For its first group of tenants, the lease term was five years, with the aim of giving businesses the benefits of a brick-and-mortar location without taking on as much risk and financial investment. To meet their “social rent,” tenants also were asked to contribute time or dollars quarterly to a charity of their choice.

“We’re about community, about giving back and about putting something ahead of the bottom line,” Rodie told Phoenix New Times in 2018.

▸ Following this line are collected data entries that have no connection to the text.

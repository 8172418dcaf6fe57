/// Bridge between the UI thread and the buttplug device-control client.
///
/// The async client lives on its own thread inside a tokio runtime. The UI
/// polls connector events and sends device commands over channels, the same
/// thread-plus-channel shape the playback clock uses. There is no deadline
/// on the connection attempt and no retry after a failure.
use std::sync::mpsc::{channel, Receiver, Sender};
use std::thread;

use buttplug::client::{ButtplugClient, ButtplugClientEvent, ScalarValueCommand};
use buttplug::core::connector::new_json_ws_client_connector;
use futures::StreamExt;
use tokio::sync::mpsc::{unbounded_channel, UnboundedReceiver, UnboundedSender};

use super::{DeviceInfo, HapticOutput};

pub const DEFAULT_SERVER_ADDRESS: &str = "ws://127.0.0.1:12345";
const CLIENT_NAME: &str = "vibe sequencer";

#[derive(Debug, Clone)]
pub enum ConnectorEvent {
    Connected,
    ConnectFailed(String),
    DevicesChanged(Vec<DeviceInfo>),
}

#[derive(Debug, Clone, Copy)]
pub enum DeviceCommand {
    Vibrate { index: u32, strength: f64 },
    Stop { index: u32 },
}

pub struct DeviceConnector {
    events: Receiver<ConnectorEvent>,
    commands: UnboundedSender<DeviceCommand>,
}

impl DeviceConnector {
    /// Spawns the client thread and begins connecting to `address`.
    pub fn spawn(address: String) -> Self {
        let (event_tx, event_rx) = channel();
        let (command_tx, command_rx) = unbounded_channel();

        thread::spawn(move || match tokio::runtime::Runtime::new() {
            Ok(runtime) => runtime.block_on(run_client(address, event_tx, command_rx)),
            Err(e) => {
                let _ = event_tx.send(ConnectorEvent::ConnectFailed(e.to_string()));
            }
        });

        Self {
            events: event_rx,
            commands: command_tx,
        }
    }

    pub fn poll_events(&self) -> Vec<ConnectorEvent> {
        let mut events = Vec::new();
        while let Ok(event) = self.events.try_recv() {
            events.push(event);
        }
        events
    }

    /// Hands out a haptic capability bound to one device index.
    pub fn bind(&self, info: DeviceInfo) -> BoundDevice {
        BoundDevice {
            info,
            commands: self.commands.clone(),
        }
    }
}

pub struct BoundDevice {
    info: DeviceInfo,
    commands: UnboundedSender<DeviceCommand>,
}

impl BoundDevice {
    pub fn info(&self) -> &DeviceInfo {
        &self.info
    }
}

impl HapticOutput for BoundDevice {
    fn vibrate(&self, strength: f64) {
        let _ = self.commands.send(DeviceCommand::Vibrate {
            index: self.info.index,
            strength,
        });
    }

    fn stop(&self) {
        let _ = self.commands.send(DeviceCommand::Stop {
            index: self.info.index,
        });
    }
}

fn snapshot(client: &ButtplugClient) -> Vec<DeviceInfo> {
    client
        .devices()
        .iter()
        .map(|device| DeviceInfo {
            index: device.index(),
            name: device.name().clone(),
        })
        .collect()
}

async fn run_client(
    address: String,
    events: Sender<ConnectorEvent>,
    mut commands: UnboundedReceiver<DeviceCommand>,
) {
    let client = ButtplugClient::new(CLIENT_NAME);
    let connector = new_json_ws_client_connector(&address);

    if let Err(e) = client.connect(connector).await {
        tracing::warn!("device server connection failed: {e}");
        let _ = events.send(ConnectorEvent::ConnectFailed(e.to_string()));
        return;
    }

    let mut client_events = Box::pin(client.event_stream());

    let _ = events.send(ConnectorEvent::Connected);
    let _ = events.send(ConnectorEvent::DevicesChanged(snapshot(&client)));

    if let Err(e) = client.start_scanning().await {
        tracing::warn!("device scan failed: {e}");
    }

    loop {
        tokio::select! {
            command = commands.recv() => match command {
                Some(DeviceCommand::Vibrate { index, strength }) => {
                    // Commands for a device that has gone away are dropped.
                    if let Some(device) = client.devices().into_iter().find(|d| d.index() == index) {
                        if let Err(e) = device.vibrate(&ScalarValueCommand::ScalarValue(strength)).await {
                            tracing::warn!("vibrate failed: {e}");
                        }
                    }
                }
                Some(DeviceCommand::Stop { index }) => {
                    if let Some(device) = client.devices().into_iter().find(|d| d.index() == index) {
                        if let Err(e) = device.stop().await {
                            tracing::warn!("stop failed: {e}");
                        }
                    }
                }
                // UI side went away; shut the client thread down.
                None => break,
            },
            event = client_events.next() => match event {
                Some(ButtplugClientEvent::DeviceAdded(_)) | Some(ButtplugClientEvent::DeviceRemoved(_)) => {
                    let _ = events.send(ConnectorEvent::DevicesChanged(snapshot(&client)));
                }
                Some(ButtplugClientEvent::ServerDisconnect) | None => {
                    tracing::warn!("device server disconnected");
                    break;
                }
                Some(_) => {}
            },
        }
    }
}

In 2020, Duncan was exploring more projects, but the pandemic disrupted those plans. With The Churchill shuttered in the early days of lockdown, he says the duo took stock and mutually agreed to part ways.

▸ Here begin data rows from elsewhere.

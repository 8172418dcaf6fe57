/// Device binding over the device-control client's narrow surface.
#[cfg(feature = "gui")]
pub mod connector;

/// Identity snapshot of one connected device.
#[derive(Debug, Clone, PartialEq, Eq)]
pub struct DeviceInfo {
    pub index: u32,
    pub name: String,
}

/// Capability handle for the bound device. Commands are fire-and-forget:
/// anything aimed at a device that has since vanished is dropped.
pub trait HapticOutput {
    fn vibrate(&self, strength: f64);
    fn stop(&self);
}

/// Resolves a raw index (persisted string or UI input) against the current
/// device list. Input that does not parse as an integer, or that matches no
/// connected device, yields None and the caller treats the call as a no-op.
pub fn select_device<'a>(raw: &str, devices: &'a [DeviceInfo]) -> Option<&'a DeviceInfo> {
    let index: u32 = raw.trim().parse().ok()?;
    devices.iter().find(|device| device.index == index)
}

Duncan threw himself into stabilizing The Churchill and working with its tenants. He brought in Allen to lead operations. The industry veteran has worked in Los Angeles and with LGO Hospitality, the group behind popular local restaurants such as La Grande Orange and Chelsea’s Kitchen.

“We hit it off quickly,” Allen says. “Kell is such a unique guy. It’s hard to describe exactly the way that he has this ownership of looking out and trying to develop Phoenix.”

Coming out of the pandemic, Duncan and Allen worked with tenants to retool lease agreements, shortening the lease lengths, lowering the base rent and creating a collective pool for social rent to maximize the impact tenants can have as a group.

“We’re happy that we’ve been here for six years,” Duncan says. “It’s not been a normal six years either. It’s been a pretty crazy six years.”
click to enlarge
Duncan and Stephen Allen first joined forces at The Churchill. Now the pair are teaming up for a larger project in Peoria.
Jacob Tyler Dunn

Building on The Churchill's success

With things normalizing in downtown Phoenix, an opportunity in Peoria presented itself.

The West Valley city hopes to revitalize its historic downtown and tapped Duncan and Allen, along with brothers Gavin and Lance Linderman, owners of Driftwood Coffee and Easy Tiger bar, to curate a larger Churchill-esque space called Jefferson House.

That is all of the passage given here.